I am Planning a trip from the SF Bay Area to Miami, taking Amtrak there then flying home. I have 3 travel options, which both get me there on the same date. I am doing sleeper class either way, in a roomette, as well as taking Silver meteor (Train 97) because I would like to have the full diner. Cost is not a factor, or the amount of transfers. I am really looking for the most scenic route. Which routing should I do? The Itineraries are as follows

First option:
- Emeryville, CA to Chicago, IL (6 California Zephyr)
- Chicago, IL to Washington, DC (30 Capitol Limited)
- Washington, DC to Hollywood, FL (97 Silver Meteor)

Second Option:
- Emeryville, CA to Los Angeles, CA (11 Coast Starlight)
- Los Angeles, CA to Chicago, IL (4 Southwest Chief)
- Chicago, IL to New York, NY (49 Lake Shore Limited)
- New York, NY to Hollywood, FL (97 Silver Meteor)

Third Option:
- Emeryville, CA to Portland, OR (14 Coast Starlight)
- Portland, OR to Chicago, IL (28 Empire Builder)
- Chicago, IL to Washington, DC _Or New York, NY _(50 Cardinal)
- Washington, DC _or New York, NY _(97 Silver Meteor)


----------



## Gavin Ross (May 2, 2019)

Gavin Ross said:


> I am Planning a trip from the SF Bay Area to Miami, taking Amtrak there then flying home.

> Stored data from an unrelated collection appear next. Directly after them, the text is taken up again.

pub mod request;
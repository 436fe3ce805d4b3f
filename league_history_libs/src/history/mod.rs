pub mod champions;
pub mod season;
pub mod standings;

use crate::sleeper::client::SleeperClientError;
use thiserror::Error;

#[derive(Debug, Error)]
pub enum HistoryError {
    #[error(transparent)]
    ClientError(#[from] SleeperClientError),
    #[error("season {season} not found in history of league {league_id}")]
    SeasonNotFound { league_id: String, season: String },
    #[error("league {0} appears twice in league history")]
    CyclicHistory(String),
}
use crate::modules::transfer_labels::core::notification::Notification;

#[derive(Debug, Clone, PartialEq, Eq)]
pub enum TransferLabelIntent {
    Notify { notification: Notification },
}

I have 3 travel options, which both get me there on the same date. I am doing sleeper class either way, in a roomette, as well as taking Silver meteor (Train 97) because I would like to have the full diner. Cost is not a factor, or the amount of transfers. I am really looking for the most scenic route. Which routing should I do? The Itineraries are as follows
> 
> First option:
> - Emeryville, CA to Chicago, IL (6 California Zephyr)
> ...


----------



## bratkinson (May 3, 2019)

Best scenery? I would definitely go with option 3. 

However, making a same-day connection from #14 to #28 is about 50% from my own observations, so I'd book a hotel there. 

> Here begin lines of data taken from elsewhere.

use axum::{
    extract::{Query, State},
    http::StatusCode,
    response::{Html, IntoResponse, Redirect},
};
use chrono::Utc;
use serde::{Deserialize, Serialize};

use crate::modules::transfer_labels::adapters::outbound::intent_outbox::dispatch_intents;
use crate::modules::transfer_labels::core::intents::TransferLabelIntent;
use crate::modules::transfer_labels::core::notification::Notification;
use crate::modules::transfer_labels::core::record::LabelExtension;
use crate::modules::transfer_labels::core::state::ActiveView;
use crate::modules::transfer_labels::use_cases::preview_label::label_view::LabelView;
use crate::modules::transfer_labels::use_cases::preview_label::render::render_label_preview;
use crate::modules::transfer_labels::use_cases::print_label::format::PrintFormat;
use crate::shared::core::html::escape;
use crate::shell::state::{AppState, NOTIFICATIONS_TOPIC};
use crate::shell::views::{Page, render_page};

pub const PRINT_WINDOW_NAME: &str = "transfer-label-print";

#[derive(Deserialize, Serialize)]
pub struct PreviewParams {
    #[serde(skip_serializing)]
    pub print: Option<String>,
    #[serde(skip_serializing_if = "Option::is_none")]
    pub quantity_pieces: Option<String>,
    #[serde(skip_serializing_if = "Option::is_none")]
    pub invoice_number: Option<String>,
}

impl PreviewParams {
    /// The same preview without the one-shot `print` flag.
    fn clean_location(&self) -> String {
        match serde_urlencoded::to_string(self) {
            Ok(query) if !query.is_empty() => format!("/preview?{query}"),
            _ => "/preview".to_string(),
        }
    }
}

/// GET `/preview`. `?print=unavailable` records the notification once and
/// redirects back to the clean preview.
pub async fn handle(
    State(state): State<AppState>,
    Query(params): Query<PreviewParams>,
) -> impl IntoResponse {
    if params.print.as_deref() == Some("unavailable") {
        tracing::warn!("browser refused to open the print window");
        let intents = vec![TransferLabelIntent::Notify {
            notification: Notification::print_unavailable(),
        }];
        if let Err(error) = dispatch_intents(
            state.outbox.as_ref(),
            NOTIFICATIONS_TOPIC,
            Utc::now().timestamp_millis(),
            intents,
        )
        .await
        {
            tracing::error!(%error, "could not record print unavailable notification");
        }
        return Redirect::to(&params.clean_location()).into_response();
    }

    let session = match state.queries.current_state().await {
        Ok(session) => session,
        Err(_) => return StatusCode::INTERNAL_SERVER_ERROR.into_response(),
    };
    let Some(record) = session.current_record() else {
        return Redirect::to("/").into_response();
    };

    let extension = state.label_extension(params.quantity_pieces, params.invoice_number);
    let view = LabelView::project(record, &extension, state.config.logo_url.as_str());
    let mut body = render_label_preview(&view, state.barcode_renderer.as_ref()).await;
    body.push_str(&render_preview_actions(&extension));

    let notifications = state.take_notifications().await;
    Html(render_page(Page {
        active: ActiveView::Preview,
        preview_enabled: true,
        logo_url: &state.config.logo_url,
        notifications: &notifications,
        body,
    }))
    .into_response()
}

/// Format selector, "back" and "print". Print opens a named window first and
/// falls back to `?print=unavailable` when the browser refuses it.
fn render_preview_actions(extension: &LabelExtension) -> String {
    let mut html = String::from(r#"<div class="formats">"#);
    for format in [PrintFormat::Label, PrintFormat::A4] {
        let checked = if format == PrintFormat::default() {
            " checked"
        } else {
            ""
        };
        html.push_str(&format!(
            r#"<label><input type="radio" form="print-form" name="format" value="{}"{checked} /> {}</label>"#,
            format.as_str(),
            format.display_name()
        ));
    }
    html.push_str("</div>");

    html.push_str(r#"<div class="actions">"#);
    html.push_str(
        r#"<form method="post" action="/back"><button type="submit">Voltar</button></form>"#,
    );
    html.push_str(&format!(
        r#"<form id="print-form" method="get" action="/print" target="{PRINT_WINDOW_NAME}" onsubmit="if (!window.open('', '{PRINT_WINDOW_NAME}', 'height=600,width=800')) {{ event.preventDefault(); var query = new URLSearchParams(new FormData(this)); query.delete('format'); query.set('print', 'unavailable'); window.location.assign('/preview?' + query); }}">"#
    ));
    html.push_str(&format!(
        r#"<input type="hidden" name="quantity_pieces" value="{}" /><input type="hidden" name="invoice_number" value="{}" />"#,
        escape(&extension.quantity_pieces),
        escape(&extension.invoice_number)
    ));
    html.push_str(r#"<button type="submit" class="primary">Imprimir Etiqueta</button></form>"#);
    html.push_str("</div>");
    html
}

And connecting from #8/28 to #50 is really 'iffy', based on past experience and observation. An overnight in Chicago is highly recommended for that connection.

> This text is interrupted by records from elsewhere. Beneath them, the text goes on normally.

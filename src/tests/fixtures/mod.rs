pub mod commands {
    pub mod submit_transfer_form;
}
pub mod events;
pub mod records;
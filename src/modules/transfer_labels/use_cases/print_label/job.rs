use serde::Serialize;
use std::fmt;
use thiserror::Error;
use uuid::Uuid;

#[derive(Debug, Clone, Copy, PartialEq, Eq, Serialize)]
#[serde(rename_all = "snake_case")]
pub enum PrintJobState {
    Idle,
    ContextOpened,
    DocumentWritten,
    BarcodeRequested,
    BarcodeReady,
    BarcodeFailed,
    PrintTriggered,
}

impl PrintJobState {
    pub fn can_move_to(self, next: PrintJobState) -> bool {
        use PrintJobState::*;
        matches!(
            (self, next),
            (Idle, ContextOpened)
                | (ContextOpened, DocumentWritten)
                | (ContextOpened, Idle)
                | (DocumentWritten, BarcodeRequested)
                | (BarcodeRequested, BarcodeReady)
                | (BarcodeRequested, BarcodeFailed)
                | (BarcodeReady, PrintTriggered)
                | (BarcodeFailed, PrintTriggered)
                | (BarcodeFailed, Idle)
                | (PrintTriggered, Idle)
        )
    }
}

impl fmt::Display for PrintJobState {
    fn fmt(&self, f: &mut fmt::Formatter<'_>) -> fmt::Result {
        fmt::Debug::fmt(self, f)
    }
}

#[derive(Debug, Error, Clone, PartialEq, Eq)]
#[error("print job {job_id} cannot move from {from} to {to}")]
pub struct InvalidTransition {
    pub job_id: Uuid,
    pub from: PrintJobState,
    pub to: PrintJobState,
}

/// One print invocation and every state it went through.
#[derive(Debug, Clone, PartialEq, Eq)]
pub struct PrintJob {
    id: Uuid,
    trail: Vec<PrintJobState>,
}

impl PrintJob {
    pub fn start() -> Self {
        Self::with_id(Uuid::now_v7())
    }

    pub fn with_id(id: Uuid) -> Self {
        Self {
            id,
            trail: vec![PrintJobState::Idle],
        }
    }

    pub fn id(&self) -> Uuid {
        self.id
    }

    pub fn state(&self) -> PrintJobState {
        self.trail
            .last()
            .copied()
            .unwrap_or(PrintJobState::Idle)
    }

    pub fn trail(&self) -> &[PrintJobState] {
        &self.trail
    }

    pub fn into_trail(self) -> Vec<PrintJobState> {
        self.trail
    }

    pub fn advance(&mut self, next: PrintJobState) -> Result<(), InvalidTransition> {
        let from = self.state();
        if !from.can_move_to(next) {
            return Err(InvalidTransition {
                job_id: self.id,
                from,
                to: next,
            });
        }
        tracing::debug!(job_id = %self.id, %from, to = %next, "print job transition");
        self.trail.push(next);
        Ok(())
    }
}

And the connection to the Meteor in WAS from the Cardinal...another 'iffy' connection in my book as well. 

The big advantage of spending time in each city is you get to do some 'touristing'. Or, if you're like me, joyride the commuter/light rail/street car/subway lines. All 3 cities have fantastic mass transit systems. The other advantage is not 'sweating bullets' about making a connection, or, worse, missing it and end up riding coach on the next days' train, screwing everything up thereafter.


----------



## Philly Amtrak Fan (May 3, 2019)

The best scenery I've experienced is on the California Zephyr.


----------



## Rail Freak (May 3, 2019)

I've taken all these options. If this is a 1st time experience, I'd take Zephyr / Capitol Limited Option. It's scenic & safe connection to the Meteor. The only negative is the Boxed Meals on the CL!
Have Fun


----------



## Rasputin (May 3, 2019)

I would say that they are all good options although with option 1 and 2 I would try to take the Cardinal east from Chicago instead of the Capitol or the Lake Shore. 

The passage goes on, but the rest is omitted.